In 2016, I joined Senti as Chief Software Architect. The mission was ambitious: build a horizontal IoT platform that could ingest data from any sensor, any protocol, and present it through configurable dashboards. Over the next decade, that's exactly what we did — and the lessons I learned about building long-lived systems have shaped everything I build today.

The Technical Stack

Senti.Cloud grew into a full IoT ecosystem:

- MQTT and CoAP for device communication — lightweight protocols that work on constrained hardware
- Time-series databases for storing billions of sensor readings with efficient range queries
- Node-RED for visual flow programming, letting non-developers create data pipelines
- React dashboards with real-time WebSocket updates
- Multi-tenant architecture supporting hundreds of organizations

The hardest technical challenge was data ingestion at scale. When you have thousands of sensors each reporting every few seconds, the write path has to be bulletproof. We went through three different database backends before finding the right balance of write throughput, query performance, and operational simplicity.

What IoT Teaches You About Architecture

IoT systems are unforgiving. Devices in the field can't be easily updated. Network connections are unreliable. Data loss is permanent. This forces you into architectural patterns that are valuable everywhere:

- Design for failure. Every component must handle the next component being down.
- Idempotency is not optional. Messages will be delivered more than once. Your system must handle that gracefully.
- Schema evolution is a first-class concern. Sensors deployed in 2017 are still sending data in 2026. Your data model must accommodate a decade of evolution without breaking.

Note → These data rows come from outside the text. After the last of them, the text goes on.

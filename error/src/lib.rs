/*++

Licensed under the Apache-2.0 license.

File Name:

    lib.rs

Abstract:

    Error codes and result type shared by the boot0 image crates.

--*/
#![cfg_attr(not(feature = "std"), no_std)]
use core::convert::From;
use core::fmt;
use core::num::{NonZeroU32, TryFromIntError};

/// Boot0 Error Type
///
/// The upper 16 bits of the code select the error category, see [`ErrorKind`].
#[derive(Debug, Copy, Clone, Eq, PartialEq)]
pub struct BootError(pub NonZeroU32);

/// Broad classification of a [`BootError`].
#[derive(Debug, Copy, Clone, Eq, PartialEq)]
pub enum ErrorKind {
    /// Structural violation in the image container.
    Format,
    /// A fixed-capacity table overflowed.
    Capacity,
    /// The policy or verification context is unusable.
    Config,
    /// Cryptographic verification did not succeed.
    Verification,
    /// Code outside of the known categories.
    Other,
}

const CATEGORY_FORMAT: u32 = 0x0001;
const CATEGORY_CAPACITY: u32 = 0x0002;
const CATEGORY_CONFIG: u32 = 0x0003;
const CATEGORY_VERIFY: u32 = 0x0004;
const CATEGORY_STAGE_OP: u32 = 0x0005;

/// Macro to define error constants ensuring uniqueness
#[macro_export]
macro_rules! define_error_constants {
    ($(($name:ident, $value:expr, $doc:expr)),* $(,)?) => {
        $(
            #[doc = $doc]
            pub const $name: BootError = BootError::new_const($value);
        )*

        #[cfg(test)]
        /// Returns a vector of all defined error constants for testing uniqueness
        pub fn all_constants() -> Vec<(&'static str, u32)> {
            vec![
                $(
                    (stringify!($name), $value),
                )*
            ]
        }
    };
}

impl BootError {
    /// Create an error from a const context. Use `BootError::try_from()` for
    /// runtime values so a zero code cannot panic.
    const fn new_const(val: u32) -> Self {
        match NonZeroU32::new(val) {
            Some(val) => Self(val),
            None => panic!("BootError cannot be 0"),
        }
    }

    define_error_constants![
        (FORMAT_ERR_HEADER_TRUNCATED, 0x0001_0001, "Image shorter than the fixed header"),
        (FORMAT_ERR_HEADER_TYPE_MISMATCH, 0x0001_0002, "Header type word mismatch"),
        (FORMAT_ERR_HEADER_MAGIC_A_MISMATCH, 0x0001_0003, "Header magic A mismatch"),
        (FORMAT_ERR_HEADER_MAGIC_B_MISMATCH, 0x0001_0004, "Header magic B mismatch"),
        (FORMAT_ERR_HEADER_TAG_BLOCK_MISMATCH, 0x0001_0005, "Header tag block mismatch"),
        (FORMAT_ERR_HEADER_SIZE_INVALID, 0x0001_0006, "Header size word out of bounds"),
        (FORMAT_ERR_DESCRIPTOR_TRUNCATED, 0x0001_0007, "Descriptor region too short"),
        (FORMAT_ERR_DESCRIPTOR_VERSION, 0x0001_0008, "Unsupported descriptor version"),
        (FORMAT_ERR_DESCRIPTOR_COUNT, 0x0001_0009, "Descriptor entry count too large"),
        (FORMAT_ERR_DESCRIPTOR_SIZE, 0x0001_000A, "Descriptor region size invalid"),
        (FORMAT_ERR_DESCRIPTOR_ENTRY_INVALID, 0x0001_000B, "Descriptor entry empty or overflowing"),
        (FORMAT_ERR_LAYOUT_TOTAL_MISMATCH, 0x0001_000C, "Declared length differs from image length"),
        (FORMAT_ERR_LAYOUT_CARRIER_OVERFLOW, 0x0001_000D, "Image does not fit the carrier"),
        (FORMAT_ERR_TRAILER_OFFSET_INVALID, 0x0001_000E, "Trailer offset out of bounds"),
        (FORMAT_ERR_TAG_TRUNCATED, 0x0001_000F, "Tag runs past the end of the trailer"),
        (FORMAT_ERR_TAG_UNKNOWN, 0x0001_0010, "Unknown tag magic"),
        (FORMAT_ERR_TAG_LENGTH_MISMATCH, 0x0001_0011, "Tag length differs from its kind"),
        (FORMAT_ERR_REGION_MODE_INVALID, 0x0001_0012, "Unknown region block mode"),
        (FORMAT_ERR_REGION_COUNT_INVALID, 0x0001_0013, "Region block count too large"),
        (FORMAT_ERR_KEY_TAG_INVALID, 0x0001_0014, "Key tag contents invalid"),
        (FORMAT_ERR_SIGNATURE_TAG_INVALID, 0x0001_0015, "Signature tag contents invalid"),
        (FORMAT_ERR_KEY_TAG_MISSING, 0x0001_0016, "Image carries no key tag"),
        (FORMAT_ERR_KEY_TAG_DUPLICATE, 0x0001_0017, "Image carries more than one key tag"),
        (FORMAT_ERR_SIGNATURE_TAG_MISSING, 0x0001_0018, "Image carries no signature tag"),
        (FORMAT_ERR_SIGNATURE_TAG_DUPLICATE, 0x0001_0019, "Image carries more than one signature tag"),
        (FORMAT_ERR_IMAGE_SOURCE_READ, 0x0001_001A, "Image source read failed"),
        (FORMAT_ERR_IMAGE_BUFFER_TOO_SMALL, 0x0001_001B, "Load buffer smaller than the image"),
        (FORMAT_ERR_DESCRIPTOR_ENTRY_OUT_OF_BOUNDS, 0x0001_001C, "Load entry outside the payload"),
        (CAPACITY_ERR_SIG_INDEX_FULL, 0x0002_0001, "Too many signed tags"),
        (CAPACITY_ERR_IO_SEGMENTS_FULL, 0x0002_0002, "Too many gather segments"),
        (CONFIG_ERR_KEY_DESCRIPTOR_MISSING, 0x0003_0001, "Signature stage has no key"),
        (CONFIG_ERR_STAGE8_OPS_MISSING, 0x0003_0002, "Signature stage has no operations"),
        (CONFIG_ERR_MODE_AMBIGUOUS, 0x0003_0003, "Both signature modes requested"),
        (CONFIG_ERR_MODE_UNSPECIFIED, 0x0003_0004, "No signature mode requested"),
        (CONFIG_ERR_SCHEME_MISSING, 0x0003_0005, "Selected signature scheme not installed"),
        (CONFIG_ERR_TOKEN_LEN_INVALID, 0x0003_0006, "Comparison length invalid"),
        (CONFIG_ERR_HASH_IO_MISSING, 0x0003_0007, "Policy hash input requested but absent"),
        (CONFIG_ERR_TEMPLATE_INVALID, 0x0003_0008, "Signature template invalid"),
        (CONFIG_ERR_KEY_DESCRIPTOR_INVALID, 0x0003_0009, "Key descriptor invalid"),
        (VERIFY_ERR_DIGEST_MISMATCH, 0x0004_0001, "Digest does not match"),
        (VERIFY_ERR_SIGNATURE_MISMATCH, 0x0004_0002, "Signature does not match"),
        (VERIFY_ERR_SIGNATURE_ENCODING, 0x0004_0003, "Encoded message malformed"),
        (VERIFY_ERR_SIGNATURE_OUT_OF_RANGE, 0x0004_0004, "Signature not below the modulus"),
        (VERIFY_ERR_SIGNATURE_LENGTH, 0x0004_0005, "Signature length differs from the key"),
        (VERIFY_ERR_KEY_MISMATCH, 0x0004_0006, "Image key differs from the pinned key"),
        (STAGE7_ERR_PREPARE_FAILURE, 0x0005_0001, "Digest prepare operation failed"),
        (STAGE7_ERR_DIGEST_FAILURE, 0x0005_0002, "Digest operation failed"),
        (STAGE7_ERR_FINISH_FAILURE, 0x0005_0003, "Digest finish operation failed"),
        (STAGE8_ERR_INIT_FAILURE, 0x0005_0004, "Signature init operation failed"),
        (STAGE8_ERR_UPDATE_FAILURE, 0x0005_0005, "Signature update operation failed"),
        (STAGE8_ERR_FINALIZE_FAILURE, 0x0005_0006, "Signature finalize operation failed"),
    ];

    /// Category of this error.
    pub fn kind(&self) -> ErrorKind {
        match self.0.get() >> 16 {
            CATEGORY_FORMAT => ErrorKind::Format,
            CATEGORY_CAPACITY => ErrorKind::Capacity,
            CATEGORY_CONFIG => ErrorKind::Config,
            CATEGORY_VERIFY | CATEGORY_STAGE_OP => ErrorKind::Verification,
            _ => ErrorKind::Other,
        }
    }
}

impl fmt::Display for BootError {
    fn fmt(&self, f: &mut fmt::Formatter<'_>) -> fmt::Result {
        write!(f, "boot0 error 0x{:08x} ({:?})", self.0.get(), self.kind())
    }
}

#[cfg(feature = "std")]
impl std::error::Error for BootError {}

impl From<core::num::NonZeroU32> for crate::BootError {
    fn from(val: core::num::NonZeroU32) -> Self {
        crate::BootError(val)
    }
}

impl From<BootError> for core::num::NonZeroU32 {
    fn from(val: BootError) -> Self {
        val.0
    }
}

impl From<BootError> for u32 {
    fn from(val: BootError) -> Self {
        core::num::NonZeroU32::from(val).get()
    }
}

impl TryFrom<u32> for BootError {
    type Error = TryFromIntError;
    fn try_from(val: u32) -> Result<Self, TryFromIntError> {
        NonZeroU32::try_from(val).map(BootError)
    }
}

pub type BootResult<T> = Result<T, BootError>;
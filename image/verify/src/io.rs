/*++

Licensed under the Apache-2.0 license.

File Name:

   io.rs

Abstract:

    Gather list describing the bytes fed to the verification stages.

--*/

use arrayvec::ArrayVec;
use boot0_error::{BootError, BootResult};
use boot0_image_types::SIG_INDEX_CAPACITY;

/// Signed prefix plus one segment per signed tag.
pub const MAX_IO_SEGMENTS: usize = 1 + SIG_INDEX_CAPACITY;

/// Ordered list of byte segments processed as one logical message.
#[derive(Debug, Default, Clone)]
pub struct IoPair<'a> {
    segments: ArrayVec<&'a [u8], MAX_IO_SEGMENTS>,
}

impl<'a> IoPair<'a> {
    /// Single segment message.
    pub fn new(data: &'a [u8]) -> Self {
        let mut segments = ArrayVec::new();
        segments.push(data);
        Self { segments }
    }

    pub fn push(&mut self, segment: &'a [u8]) -> BootResult<()> {
        self.segments
            .try_push(segment)
            .map_err(|_| BootError::CAPACITY_ERR_IO_SEGMENTS_FULL)
    }

    pub fn segments(&self) -> &[&'a [u8]] {
        &self.segments
    }

    /// Total number of message bytes.
    pub fn len(&self) -> usize {
        self.segments.iter().map(|s| s.len()).sum()
    }

    pub fn is_empty(&self) -> bool {
        self.len() == 0
    }

    /// Iterates over the message bytes in order.
    pub fn bytes(&self) -> impl Iterator<Item = u8> + '_ {
        self.segments.iter().flat_map(|s| s.iter().copied())
    }
}

#[cfg(test)]
mod tests {
    use super::*;

    #[test]
    fn test_gather_order() {
        let mut io = IoPair::new(b"ab");
        io.push(b"").unwrap();
        io.push(b"cde").unwrap();
        assert_eq!(io.len(), 5);
        assert_eq!(io.bytes().collect::<Vec<_>>(), b"abcde".to_vec());
    }

    #[test]
    fn test_segment_capacity() {
        let mut io = IoPair::default();
        for _ in 0..MAX_IO_SEGMENTS {
            io.push(b"x").unwrap();
        }
        assert_eq!(io.push(b"x"), Err(BootError::CAPACITY_ERR_IO_SEGMENTS_FULL));
        assert_eq!(io.segments().len(), MAX_IO_SEGMENTS);
    }
}
// Licensed under the Apache-2.0 license

#![cfg_attr(feature = "libfuzzer-sys", no_main)]

#[cfg(all(not(feature = "libfuzzer-sys"), not(feature = "afl")))]
compile_error!("Either feature \"libfuzzer-sys\" or \"afl\" must be enabled!");

#[cfg(feature = "libfuzzer-sys")]
use libfuzzer_sys::fuzz_target;

#[cfg(feature = "afl")]
use afl::fuzz;

mod fuzz_target_common;
use fuzz_target_common::harness;

// cargo-fuzz target
#[cfg(feature = "libfuzzer-sys")]
fuzz_target!(|data: &[u8]| {
    harness(data);
});

// cargo-afl target
#[cfg(feature = "afl")]
fn main() {
    fuzz!(|data: &[u8]| {
        harness(data);
    });
}
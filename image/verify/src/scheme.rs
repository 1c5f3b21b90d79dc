/*++

Licensed under the Apache-2.0 license.

File Name:

   scheme.rs

Abstract:

    Signature mode strategies applied to the encoded message.

--*/

use boot0_error::{BootError, BootResult};
use boot0_image_types::{Digest256, SignatureTemplate};

#[derive(Debug, Copy, Clone, PartialEq, Eq)]
pub enum SignatureMode {
    RsaPssSha256,
    RsaPkcs1v15Sha256,
}

/// Values compared in constant time to decide the verdict.
#[derive(Debug, Default, Copy, Clone, PartialEq, Eq)]
pub struct SchemeTokens {
    /// Hash recovered from the encoded message
    pub recovered: Digest256,

    /// Hash the recovered value must equal
    pub reference: Digest256,
}

/// Decodes an encoded message under one signature mode.
pub trait SignatureScheme: Sync {
    fn mode(&self) -> SignatureMode;

    /// Check the encoding of `em` and return the tokens to compare.
    ///
    /// # Arguments
    ///
    /// * `em` - Encoded message, as long as the modulus
    /// * `digest` - Digest of the signed message
    /// * `template` - Encoding parameters
    /// * `modulus_bits` - Bit length of the modulus
    fn recover(
        &self,
        em: &[u8],
        digest: &Digest256,
        template: &SignatureTemplate,
        modulus_bits: usize,
    ) -> BootResult<SchemeTokens>;
}

/// Strategies installed in a policy.
#[derive(Clone, Copy, Default)]
pub struct SchemeTable<'a> {
    pub rsa_pss_sha256: Option<&'a dyn SignatureScheme>,
    pub rsa_pkcs1v15_sha256: Option<&'a dyn SignatureScheme>,
}

impl<'a> SchemeTable<'a> {
    pub fn select(&self, mode: SignatureMode) -> BootResult<&'a dyn SignatureScheme> {
        let scheme = match mode {
            SignatureMode::RsaPssSha256 => self.rsa_pss_sha256,
            SignatureMode::RsaPkcs1v15Sha256 => self.rsa_pkcs1v15_sha256,
        };
        match scheme {
            Some(scheme) if scheme.mode() == mode => Ok(scheme),
            _ => Err(BootError::CONFIG_ERR_SCHEME_MISSING),
        }
    }
}

#[cfg(test)]
mod tests {
    use super::*;

    struct Fixed(SignatureMode);

    impl SignatureScheme for Fixed {
        fn mode(&self) -> SignatureMode {
            self.0
        }

        fn recover(
            &self,
            _em: &[u8],
            digest: &Digest256,
            _template: &SignatureTemplate,
            _modulus_bits: usize,
        ) -> BootResult<SchemeTokens> {
            Ok(SchemeTokens {
                recovered: *digest,
                reference: *digest,
            })
        }
    }

    static PSS: Fixed = Fixed(SignatureMode::RsaPssSha256);
    static PKCS1: Fixed = Fixed(SignatureMode::RsaPkcs1v15Sha256);

    #[test]
    fn test_select() {
        let table = SchemeTable {
            rsa_pss_sha256: Some(&PSS),
            rsa_pkcs1v15_sha256: None,
        };
        assert_eq!(
            table.select(SignatureMode::RsaPssSha256).map(|s| s.mode()),
            Ok(SignatureMode::RsaPssSha256)
        );
        assert_eq!(
            table.select(SignatureMode::RsaPkcs1v15Sha256).map(|s| s.mode()),
            Err(BootError::CONFIG_ERR_SCHEME_MISSING)
        );
    }

    #[test]
    fn test_select_rejects_wrong_slot() {
        let table = SchemeTable {
            rsa_pss_sha256: Some(&PKCS1),
            rsa_pkcs1v15_sha256: Some(&PKCS1),
        };
        assert_eq!(
            table.select(SignatureMode::RsaPssSha256).map(|s| s.mode()),
            Err(BootError::CONFIG_ERR_SCHEME_MISSING)
        );
    }
}
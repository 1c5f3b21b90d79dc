/*++

Licensed under the Apache-2.0 license.

File Name:

   stage7.rs

Abstract:

    Digest stage: three ordered operations producing a 32-byte digest.

--*/

use crate::context::{op_failed, OpContext};
use crate::io::IoPair;
use boot0_error::{BootError, BootResult};
use boot0_image_types::Digest256;
use zeroize::{Zeroize, ZeroizeOnDrop};

pub const STAGE7_SCRATCH_BYTE_SIZE: usize = 64;

/// Working memory shared by the digest operations of one call.
#[derive(Zeroize, ZeroizeOnDrop)]
pub struct Stage7Scratch {
    pub bytes: [u8; STAGE7_SCRATCH_BYTE_SIZE],
    pub used: usize,
}

impl Default for Stage7Scratch {
    fn default() -> Self {
        Self {
            bytes: [0u8; STAGE7_SCRATCH_BYTE_SIZE],
            used: 0,
        }
    }
}

/// Digest operation set.
///
/// The orchestrator calls `prepare`, `digest` and `finish` exactly once each,
/// in that order, over the same input.
pub trait Stage7Ops: Sync {
    /// Set up `scratch` for `io`
    fn prepare(&self, ctx: &OpContext, io: &IoPair, scratch: &mut Stage7Scratch) -> BootResult<()>;

    /// Produce the digest of `io`
    fn digest(
        &self,
        ctx: &OpContext,
        io: &IoPair,
        scratch: &Stage7Scratch,
        digest: &mut Digest256,
    ) -> BootResult<()>;

    /// Release `scratch`
    fn finish(&self, ctx: &OpContext, io: &IoPair, scratch: &mut Stage7Scratch) -> BootResult<()>;
}

pub(crate) fn run_stage7(ops: &dyn Stage7Ops, ctx: &OpContext, io: &IoPair) -> BootResult<Digest256> {
    let mut scratch = Stage7Scratch::default();
    let mut digest = Digest256::default();

    ops.prepare(ctx, io, &mut scratch)
        .map_err(op_failed("stage7 prepare", BootError::STAGE7_ERR_PREPARE_FAILURE))?;
    ops.digest(ctx, io, &scratch, &mut digest)
        .map_err(op_failed("stage7 digest", BootError::STAGE7_ERR_DIGEST_FAILURE))?;
    ops.finish(ctx, io, &mut scratch)
        .map_err(op_failed("stage7 finish", BootError::STAGE7_ERR_FINISH_FAILURE))?;

    Ok(digest)
}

> The architecture you'll be proud of in five years is the one that was obvious to understand on day one. I wrote that recently, but I learned it at Senti.

Carrying It Forward

The Senti chapter closed in 2026, but its influence is everywhere in my current work. The plugin architecture in @webhouse/cms, the storage adapter pattern, the emphasis on clear data models — all of it traces back to lessons learned building an IoT platform that had to last.